Data in this exercise Block Start

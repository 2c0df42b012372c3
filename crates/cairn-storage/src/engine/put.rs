//! Object placement, lookups and locks

use super::{ShardOrder, StorageEngine};
use crate::error::{Result, StorageError};
use cairn_common::{ContainerId, Mode, Object, ObjectAddress, ObjectId, ObjectType, SplitInfo};
use tracing::debug;

impl StorageEngine {
    /// Store an object on the first writable shard in rendezvous order.
    ///
    /// Objects already stored are left as they are; inhumed ones are refused
    /// with [`StorageError::AlreadyRemoved`]. Storing a lock object also
    /// locks its members.
    pub fn put(&self, obj: &Object) -> Result<()> {
        self.exec_if_not_blocked(|| {
            if self.exists_inner(&obj.address)? {
                debug!(address = %obj.address, "object is already stored");
                return Ok(());
            }

            let mut stored = false;
            for sh in self.shards_in(ShardOrder::Hrw(&obj.address)) {
                if sh.shard.mode() != Mode::ReadWrite {
                    continue;
                }
                match sh.shard.put(obj) {
                    Ok(()) => {
                        debug!(shard_id = %sh.id(), address = %obj.address, "object stored");
                        stored = true;
                        break;
                    }
                    Err(e) => self.report_shard_error(&sh, "could not put object to shard", &e),
                }
            }
            if !stored {
                return Err(StorageError::PutFailure);
            }

            if obj.object_type == ObjectType::Lock {
                let members = obj.members()?;
                self.lock_inner(obj.address.container(), obj.address.object(), &members)?;
            }
            Ok(())
        })
    }

    /// Read an object from the first shard that has it.
    ///
    /// Inhumed and expired objects are reported as such; a split root is
    /// reported with whatever split information the shards hold.
    pub fn get(&self, addr: &ObjectAddress) -> Result<Object> {
        let mut split: Option<SplitInfo> = None;

        for sh in self.shards_in(ShardOrder::Hrw(addr)) {
            match sh.shard.get(addr) {
                Ok(obj) => return Ok(obj),
                Err(StorageError::NotFound) => {}
                Err(e) if e.is_removed() || e.is_expired() => return Err(e),
                Err(StorageError::SplitInfo(info)) => merge_split_info(&mut split, info),
                Err(e) => self.report_shard_error(&sh, "could not get object from shard", &e),
            }
        }

        match split {
            Some(info) => Err(StorageError::SplitInfo(info)),
            None => Err(StorageError::NotFound),
        }
    }

    /// Whether some shard holds the object; inhumed objects are reported
    /// with [`StorageError::AlreadyRemoved`]
    pub fn exists(&self, addr: &ObjectAddress) -> Result<bool> {
        self.exists_inner(addr)
    }

    fn exists_inner(&self, addr: &ObjectAddress) -> Result<bool> {
        for sh in self.shards_in(ShardOrder::Hrw(addr)) {
            match sh.shard.exists(addr) {
                Ok(true) => return Ok(true),
                Ok(false) | Err(StorageError::SplitInfo(_)) => {}
                Err(e) if e.is_removed() => return Err(e),
                Err(e) if e.is_expired() => return Ok(false),
                Err(e) => self.report_shard_error(&sh, "could not check existence of object in shard", &e),
            }
        }
        Ok(false)
    }

    /// Protect `locked` objects of `container` with `locker`.
    ///
    /// Each object is locked on every shard that knows it, or on its
    /// placement shard when none does.
    pub fn lock(&self, container: ContainerId, locker: ObjectId, locked: &[ObjectId]) -> Result<()> {
        self.exec_if_not_blocked(|| self.lock_inner(container, locker, locked))
    }

    fn lock_inner(&self, container: ContainerId, locker: ObjectId, locked: &[ObjectId]) -> Result<()> {
        for id in locked {
            let addr = ObjectAddress::new(container, *id);
            let shards = self.shards_in(ShardOrder::Hrw(&addr));
            let mut done = false;

            for sh in &shards {
                match sh.shard.exists(&addr) {
                    Ok(true) | Err(StorageError::SplitInfo(_)) => {}
                    Ok(false) => continue,
                    Err(e) if e.is_removed() => return Err(e),
                    Err(e) if e.is_expired() => continue,
                    Err(e) => {
                        self.report_shard_error(sh, "could not check locked object for presence in shard", &e);
                        continue;
                    }
                }
                match sh.shard.lock(container, locker, &[*id]) {
                    Ok(()) => done = true,
                    Err(e) if e.is_removed() => return Err(e),
                    Err(e) => self.report_shard_error(sh, "could not lock object in shard", &e),
                }
            }

            if !done {
                // not stored yet: keep the lock where the object will land
                let placed = shards
                    .iter()
                    .filter(|sh| sh.shard.mode() == Mode::ReadWrite)
                    .find_map(|sh| match sh.shard.lock(container, locker, &[*id]) {
                        Ok(()) => Some(()),
                        Err(e) => {
                            self.report_shard_error(sh, "could not lock object in shard", &e);
                            None
                        }
                    });
                if placed.is_none() {
                    return Err(StorageError::PutFailure);
                }
            }
        }
        Ok(())
    }

    /// Whether any shard holds a lock on `addr`
    pub fn is_locked(&self, addr: &ObjectAddress) -> Result<bool> {
        for sh in self.shards_in(ShardOrder::Unsorted) {
            if sh.shard.is_locked(addr)? {
                return Ok(true);
            }
        }
        Ok(false)
    }
}

fn merge_split_info(acc: &mut Option<SplitInfo>, info: SplitInfo) {
    match acc {
        Some(acc) => {
            if acc.split_id.is_none() {
                acc.split_id = info.split_id;
            }
            if acc.last_part.is_none() {
                acc.last_part = info.last_part;
            }
        }
        None => *acc = Some(info),
    }
}
//! Lock records

use super::tables::{GRAVEYARD, LOCKED, LOCKERS};
use super::{Metabase, decode, encode};
use crate::error::{Result, StorageError};
use cairn_common::{ContainerId, ObjectAddress, ObjectId};
use redb::{ReadableTable, Table};
use tracing::debug;

type LockTable<'txn> = Table<'txn, &'static [u8], &'static [u8]>;

impl Metabase {
    /// Protect `locked` objects of `container` with lock object `locker`.
    ///
    /// Objects do not have to be indexed here; the records stay until the
    /// locker is freed.
    pub fn lock(&self, container: ContainerId, locker: ObjectId, locked: &[ObjectId]) -> Result<()> {
        let locker_addr = ObjectAddress::new(container, locker);
        let locker_key = locker_addr.to_key();

        let wtx = self.db.begin_write()?;
        {
            let graveyard = wtx.open_table(GRAVEYARD)?;
            let mut locked_table = wtx.open_table(LOCKED)?;
            let mut lockers = wtx.open_table(LOCKERS)?;

            for id in locked {
                let key = ObjectAddress::new(container, *id).to_key();
                if graveyard.get(key.as_slice())?.is_some() {
                    return Err(StorageError::AlreadyRemoved);
                }
                add_id(&mut locked_table, &key, locker)?;
                add_id(&mut lockers, &locker_key, *id)?;
            }
        }
        wtx.commit()?;

        debug!(locker = %locker_addr, count = locked.len(), "metabase: objects locked");
        Ok(())
    }

    /// Drop every lock record of `lockers`; returns the addresses that are
    /// no longer locked by anything
    pub fn free_locks(&self, lockers: &[ObjectAddress]) -> Result<Vec<ObjectAddress>> {
        let mut unlocked = Vec::new();

        let wtx = self.db.begin_write()?;
        {
            let mut locked_table = wtx.open_table(LOCKED)?;
            let mut lockers_table = wtx.open_table(LOCKERS)?;

            for locker in lockers {
                let members = lockers_table
                    .remove(locker.to_key().as_slice())?
                    .map(|v| decode::<Vec<ObjectId>>(v.value()))
                    .transpose()?
                    .unwrap_or_default();

                for id in members {
                    let addr = locker.with_object(id);
                    if remove_id(&mut locked_table, &addr.to_key(), locker.object())? {
                        unlocked.push(addr);
                    }
                }
            }
        }
        wtx.commit()?;

        if !unlocked.is_empty() {
            debug!(count = unlocked.len(), "metabase: objects unlocked");
        }
        Ok(unlocked)
    }

    pub fn is_locked(&self, addr: &ObjectAddress) -> Result<bool> {
        let rtx = self.db.begin_read()?;
        let locked = rtx.open_table(LOCKED)?;
        Ok(locked.get(addr.to_key().as_slice())?.is_some())
    }
}

fn add_id(table: &mut LockTable<'_>, key: &[u8], id: ObjectId) -> Result<()> {
    let mut ids = table
        .get(key)?
        .map(|v| decode::<Vec<ObjectId>>(v.value()))
        .transpose()?
        .unwrap_or_default();
    if !ids.contains(&id) {
        ids.push(id);
        table.insert(key, encode(&ids)?.as_slice())?;
    }
    Ok(())
}

/// Remove `id` from the list under `key`; true when the list became empty
fn remove_id(table: &mut LockTable<'_>, key: &[u8], id: ObjectId) -> Result<bool> {
    let Some(mut ids) = table
        .get(key)?
        .map(|v| decode::<Vec<ObjectId>>(v.value()))
        .transpose()?
    else {
        return Ok(false);
    };

    ids.retain(|x| *x != id);
    if ids.is_empty() {
        table.remove(key)?;
        Ok(true)
    } else {
        table.insert(key, encode(&ids)?.as_slice())?;
        Ok(false)
    }
}
impl WriteCache {
    /// Open (or create) the cache; background flushing starts with
    /// [`WriteCache::init`]
    pub fn open(
        opts: Options,
        blobstor: Arc<dyn MainStorage>,
        index: Arc<dyn ObjectIndex>,
    ) -> Result<Self> {
        std::fs::create_dir_all(&opts.path)?;
        let db = Database::create(opts.path.join("small.db"))?;
        let wtx = db.begin_write()?;
        {
            let _t = wtx.open_table(CACHE)?;
        }
        wtx.commit()?;
        let fstree = FsTree::open(opts.path.join("tree"))?;

        let used = db_usage(&db)? + fstree.disk_usage()?;
        let (flush_tx, flush_rx) = crossbeam_channel::bounded(opts.workers);
        let (close_tx, close_rx) = crossbeam_channel::bounded(0);

        info!(path = ?opts.path, used, "write-cache opened");

        Ok(Self {
            inner: Arc::new(Inner {
                flushed: FlushedSet::new(opts.flushed_capacity),
                opts,
                mode: RwLock::new(Mode::ReadWrite),
                db,
                fstree,
                compress_flags: DashSet::new(),
                used: AtomicU64::new(used),
                blobstor,
                index,
                flush_tx,
                flush_rx,
                close_rx,
                stats: FlushStats::default(),
            }),
            close_tx: Mutex::new(Some(close_tx)),
            handles: Mutex::new(Vec::new()),
        })
    }

    /// Start the flush workers and the flush loops
    pub fn init(&self) -> Result<()> {
        let mut handles = self.handles.lock();
        if !handles.is_empty() {
            return Ok(());
        }

        for i in 0..self.inner.opts.workers {
            let inner = Arc::clone(&self.inner);
            handles.push(spawn(format!("wc-flush-{i}"), move || inner.run_worker())?);
        }

        let inner = Arc::clone(&self.inner);
        handles.push(spawn("wc-flush-small".into(), move || {
            inner.run_small_flush_loop();
        })?);

        let inner = Arc::clone(&self.inner);
        handles.push(spawn("wc-flush-big".into(), move || {
            inner.run_big_flush_loop();
        })?);

        debug!(workers = self.inner.opts.workers, "write-cache flush loops started");
        Ok(())
    }

    #[must_use]
    pub fn mode(&self) -> Mode {
        *self.inner.mode.read()
    }

    /// Switch mode; waits for any running flush scan to finish
    pub fn set_mode(&self, mode: Mode) {
        let mut current = self.inner.mode.write();
        if *current != mode {
            info!(from = %*current, to = %mode, "write-cache mode changed");
            *current = mode;
        }
    }

    /// Read a cached object
    pub fn get(&self, addr: &ObjectAddress) -> Result<Object> {
        let key = addr.encode_to_string();
        let data = match self.inner.db_get(&key)? {
            Some(data) => data,
            None => self.inner.fstree.get(addr)?,
        };
        Ok(Object::unmarshal(&data)?)
    }

    #[must_use]
    pub fn exists(&self, addr: &ObjectAddress) -> bool {
        matches!(self.inner.db_get(&addr.encode_to_string()), Ok(Some(_)))
            || self.inner.fstree.exists(addr)
    }

    /// Bytes currently held
    #[must_use]
    pub fn used(&self) -> u64 {
        self.inner.used.load(Ordering::Relaxed)
    }

    #[must_use]
    pub fn stats(&self) -> FlushStatsSnapshot {
        let s = &self.inner.stats;
        FlushStatsSnapshot {
            small: s.small.load(Ordering::Relaxed),
            big: s.big.load(Ordering::Relaxed),
            drained: s.drained.load(Ordering::Relaxed),
            failed: s.failed.load(Ordering::Relaxed),
            evicted: s.evicted.load(Ordering::Relaxed),
        }
    }

    /// Stop background flushing and wait for the threads to exit
    pub fn close(&self) {
        // dropping the sender wakes every loop
        if self.close_tx.lock().take().is_none() {
            return;
        }

        for handle in self.handles.lock().drain(..) {
            if handle.join().is_err() {
                error!("write-cache flush thread panicked");
            }
        }
        info!(path = ?self.inner.opts.path, "write-cache closed");
    }
}

impl Drop for WriteCache {
    fn drop(&mut self) {
        self.close();
    }
}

Data in this exercise Block End

Check each line above for the word "impl", and copy the lines where it appears.

Exercise answer -
impl StorageEngine {
impl Metabase {
impl WriteCache {
impl Drop for WriteCache {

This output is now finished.